Dataset records:
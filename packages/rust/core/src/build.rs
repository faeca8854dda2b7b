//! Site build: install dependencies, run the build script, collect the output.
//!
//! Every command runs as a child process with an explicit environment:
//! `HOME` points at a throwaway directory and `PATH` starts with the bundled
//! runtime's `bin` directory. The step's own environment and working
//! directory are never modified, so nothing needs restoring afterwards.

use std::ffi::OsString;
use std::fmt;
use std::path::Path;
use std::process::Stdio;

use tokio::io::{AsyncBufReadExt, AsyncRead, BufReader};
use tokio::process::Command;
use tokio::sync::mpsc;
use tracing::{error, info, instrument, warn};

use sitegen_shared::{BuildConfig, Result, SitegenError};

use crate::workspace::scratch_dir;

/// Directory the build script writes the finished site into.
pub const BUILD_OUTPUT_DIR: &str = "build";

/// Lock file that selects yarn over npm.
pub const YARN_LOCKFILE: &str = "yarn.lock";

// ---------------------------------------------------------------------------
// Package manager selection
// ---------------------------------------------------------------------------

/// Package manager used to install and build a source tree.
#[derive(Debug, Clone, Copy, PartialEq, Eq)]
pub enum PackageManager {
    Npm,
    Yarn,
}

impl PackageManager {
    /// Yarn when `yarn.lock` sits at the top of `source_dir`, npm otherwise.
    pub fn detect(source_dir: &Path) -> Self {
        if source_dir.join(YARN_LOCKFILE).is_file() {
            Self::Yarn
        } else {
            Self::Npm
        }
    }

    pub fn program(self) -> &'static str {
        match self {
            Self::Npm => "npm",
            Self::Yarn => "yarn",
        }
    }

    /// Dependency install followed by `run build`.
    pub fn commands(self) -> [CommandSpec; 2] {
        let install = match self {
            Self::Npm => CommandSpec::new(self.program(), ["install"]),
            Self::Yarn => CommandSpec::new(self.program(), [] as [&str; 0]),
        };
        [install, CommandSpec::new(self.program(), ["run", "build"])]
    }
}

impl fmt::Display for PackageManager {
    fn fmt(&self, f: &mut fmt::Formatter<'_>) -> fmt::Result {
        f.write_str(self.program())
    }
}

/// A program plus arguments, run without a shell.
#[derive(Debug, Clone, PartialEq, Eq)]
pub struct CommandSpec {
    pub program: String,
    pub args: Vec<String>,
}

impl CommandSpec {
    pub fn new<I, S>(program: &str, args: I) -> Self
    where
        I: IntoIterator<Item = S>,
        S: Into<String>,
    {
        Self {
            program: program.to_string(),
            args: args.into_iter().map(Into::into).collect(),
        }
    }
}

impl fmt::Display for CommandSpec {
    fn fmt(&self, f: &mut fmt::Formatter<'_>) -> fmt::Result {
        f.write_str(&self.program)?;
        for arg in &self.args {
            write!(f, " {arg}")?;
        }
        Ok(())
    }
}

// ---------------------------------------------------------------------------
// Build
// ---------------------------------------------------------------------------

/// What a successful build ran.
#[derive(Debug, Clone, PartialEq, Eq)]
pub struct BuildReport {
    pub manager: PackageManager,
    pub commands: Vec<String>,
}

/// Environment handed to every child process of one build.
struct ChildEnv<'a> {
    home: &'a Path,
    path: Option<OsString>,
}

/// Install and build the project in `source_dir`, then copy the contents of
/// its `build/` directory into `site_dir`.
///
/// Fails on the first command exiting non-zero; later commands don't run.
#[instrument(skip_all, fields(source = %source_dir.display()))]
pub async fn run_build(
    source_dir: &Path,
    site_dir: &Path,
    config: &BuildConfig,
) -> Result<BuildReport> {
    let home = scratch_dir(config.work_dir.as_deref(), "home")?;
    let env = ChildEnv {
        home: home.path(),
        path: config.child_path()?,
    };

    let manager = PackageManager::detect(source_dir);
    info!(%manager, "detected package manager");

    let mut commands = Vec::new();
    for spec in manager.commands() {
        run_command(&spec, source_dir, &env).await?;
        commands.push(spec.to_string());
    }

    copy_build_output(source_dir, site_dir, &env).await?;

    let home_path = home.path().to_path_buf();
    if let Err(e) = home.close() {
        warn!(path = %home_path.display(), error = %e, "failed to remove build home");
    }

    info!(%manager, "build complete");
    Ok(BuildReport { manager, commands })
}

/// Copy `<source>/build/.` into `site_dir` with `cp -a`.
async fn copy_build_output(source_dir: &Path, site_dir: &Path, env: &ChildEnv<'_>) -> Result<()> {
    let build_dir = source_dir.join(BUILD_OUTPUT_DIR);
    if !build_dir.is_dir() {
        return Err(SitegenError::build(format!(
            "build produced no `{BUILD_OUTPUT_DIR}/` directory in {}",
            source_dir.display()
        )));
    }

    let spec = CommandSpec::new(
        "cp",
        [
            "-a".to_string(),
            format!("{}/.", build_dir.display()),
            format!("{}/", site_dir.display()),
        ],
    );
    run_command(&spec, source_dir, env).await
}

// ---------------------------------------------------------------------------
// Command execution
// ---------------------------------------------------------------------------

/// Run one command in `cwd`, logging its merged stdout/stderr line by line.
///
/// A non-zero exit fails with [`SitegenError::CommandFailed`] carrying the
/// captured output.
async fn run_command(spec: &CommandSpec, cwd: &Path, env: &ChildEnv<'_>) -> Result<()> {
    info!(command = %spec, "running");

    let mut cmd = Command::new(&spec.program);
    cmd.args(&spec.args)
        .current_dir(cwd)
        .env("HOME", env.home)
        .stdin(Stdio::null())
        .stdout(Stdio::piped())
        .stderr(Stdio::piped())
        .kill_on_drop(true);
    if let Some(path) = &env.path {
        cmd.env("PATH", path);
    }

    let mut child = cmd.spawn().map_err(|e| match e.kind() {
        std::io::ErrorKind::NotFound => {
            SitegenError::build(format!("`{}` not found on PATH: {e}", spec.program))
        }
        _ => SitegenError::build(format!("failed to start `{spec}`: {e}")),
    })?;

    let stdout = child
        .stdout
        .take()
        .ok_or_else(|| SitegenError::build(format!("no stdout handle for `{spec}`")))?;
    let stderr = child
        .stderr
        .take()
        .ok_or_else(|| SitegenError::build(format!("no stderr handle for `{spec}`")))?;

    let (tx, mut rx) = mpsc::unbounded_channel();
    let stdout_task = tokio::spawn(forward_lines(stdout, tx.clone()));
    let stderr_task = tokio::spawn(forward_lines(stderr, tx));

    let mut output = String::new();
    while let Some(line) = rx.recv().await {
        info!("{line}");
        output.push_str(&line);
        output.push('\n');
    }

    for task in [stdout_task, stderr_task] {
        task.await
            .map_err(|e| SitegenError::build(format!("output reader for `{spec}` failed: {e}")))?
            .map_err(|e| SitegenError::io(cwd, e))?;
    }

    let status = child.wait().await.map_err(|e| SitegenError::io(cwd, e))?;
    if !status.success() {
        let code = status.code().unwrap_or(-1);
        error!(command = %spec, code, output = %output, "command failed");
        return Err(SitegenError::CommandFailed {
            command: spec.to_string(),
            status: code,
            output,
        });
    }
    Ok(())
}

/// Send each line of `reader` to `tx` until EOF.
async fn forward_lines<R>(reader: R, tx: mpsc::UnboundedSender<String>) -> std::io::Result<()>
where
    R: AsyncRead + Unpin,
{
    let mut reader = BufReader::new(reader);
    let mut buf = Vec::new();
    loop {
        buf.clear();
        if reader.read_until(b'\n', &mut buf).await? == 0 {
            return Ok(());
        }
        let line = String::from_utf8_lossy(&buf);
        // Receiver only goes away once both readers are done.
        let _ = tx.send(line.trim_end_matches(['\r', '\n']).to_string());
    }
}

Instructions to follow: Nothing but a number is wanted: how many lines in the records above include "impl".

Solution to this problem: 4